What you will do: Each line of the listing where "RegexBuilder" appears should be reported.
= Beginning of Section =
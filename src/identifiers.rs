//! Issue numbers (`PC-1234` style) embedded in commit messages.

use std::fmt;

use indexmap::IndexMap;
use regex::{Regex, RegexBuilder};

use crate::error::{Result, TfsLogError};
use crate::models::LogRecord;

pub const DEFAULT_PREFIX: &str = "PC";

/// Group keys containing this marker get one summary line per author.
pub const PER_AUTHOR_MARKER: &str = "旧功能";

const SEGMENT_SEPARATOR: char = '_';
const EMPTY_PLACEHOLDER: &str = "N/A";

#[derive(Debug, Clone)]
pub struct IdentifierExtractor {
    prefix: String,
    regex: Regex,
}

impl IdentifierExtractor {
    pub fn new(prefix: &str) -> Result<Self> {
        let pattern = format!(r"{}-\d+", regex::escape(prefix));
        let regex = RegexBuilder::new(&pattern)
            .case_insensitive(true)
            .build()
            .map_err(|source| TfsLogError::InvalidPattern {
                pattern: prefix.to_string(),
                source,
            })?;

        Ok(IdentifierExtractor {
            prefix: prefix.to_string(),
            regex,
        })
    }

    /// All identifiers in the message, in order of appearance, duplicates kept.
    pub fn extract(&self, message: &str) -> Vec<String> {
        message
            .split(SEGMENT_SEPARATOR)
            .filter(|segment| !segment.is_empty())
            .flat_map(|segment| self.regex.find_iter(segment))
            .map(|m| m.as_str().to_string())
            .collect()
    }

    fn collect(&self, records: &[&LogRecord]) -> Vec<String> {
        unique_sorted(
            records
                .iter()
                .flat_map(|record| self.extract(&record.message))
                .collect(),
        )
    }

    /// Summary lines for a report named `group_key`.
    pub fn summarize(&self, group_key: &str, records: &[&LogRecord]) -> Vec<IdentifierLine> {
        if !group_key.contains(PER_AUTHOR_MARKER) {
            return vec![IdentifierLine {
                label: format!("{}_WZK_{}_", self.prefix.to_uppercase(), group_key),
                identifiers: self.collect(records),
            }];
        }

        let mut by_author: IndexMap<&str, Vec<&LogRecord>> = IndexMap::new();
        for record in records {
            by_author.entry(record.author.as_str()).or_default().push(*record);
        }

        by_author
            .into_iter()
            .map(|(author, records)| IdentifierLine {
                label: format!("{}：", author),
                identifiers: self.collect(&records),
            })
            .collect()
    }
}

/// Exact-string dedup followed by a plain lexicographic sort.
pub fn unique_sorted(mut identifiers: Vec<String>) -> Vec<String> {
    identifiers.sort();
    identifiers.dedup();
    identifiers
}

#[derive(Debug, Clone, PartialEq, Eq)]
pub struct IdentifierLine {
    pub label: String,
    pub identifiers: Vec<String>,
}

/// Identifiers are joined without a separator.
impl fmt::Display for IdentifierLine {
    fn fmt(&self, f: &mut fmt::Formatter<'_>) -> fmt::Result {
        if self.identifiers.is_empty() {
            write!(f, "{}{}", self.label, EMPTY_PLACEHOLDER)
        } else {
            write!(f, "{}{}", self.label, self.identifiers.concat())
        }
    }
}
//! Parse TFS history exports and turn them into filtered logs and per-file
//! change statistics.

pub mod aggregate;
pub mod classifier;
pub mod config;
pub mod error;
pub mod filter;
pub mod identifiers;
pub mod models;
pub mod observer;
pub mod parser;
pub mod reporter;
pub mod textio;

#[cfg(feature = "python")]
mod python;

pub use crate::config::ReportConfig;
pub use crate::error::{Result, TfsLogError};
pub use crate::models::{ChangeItem, LogRecord};
pub use crate::observer::{LogObserver, NullObserver, ParseObserver};
pub use crate::reporter::{LogReporter, RunSummary, WorkingSet};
= End of Section =
Result of this exercise:
use regex::{Regex, RegexBuilder};
        let regex = RegexBuilder::new(&pattern)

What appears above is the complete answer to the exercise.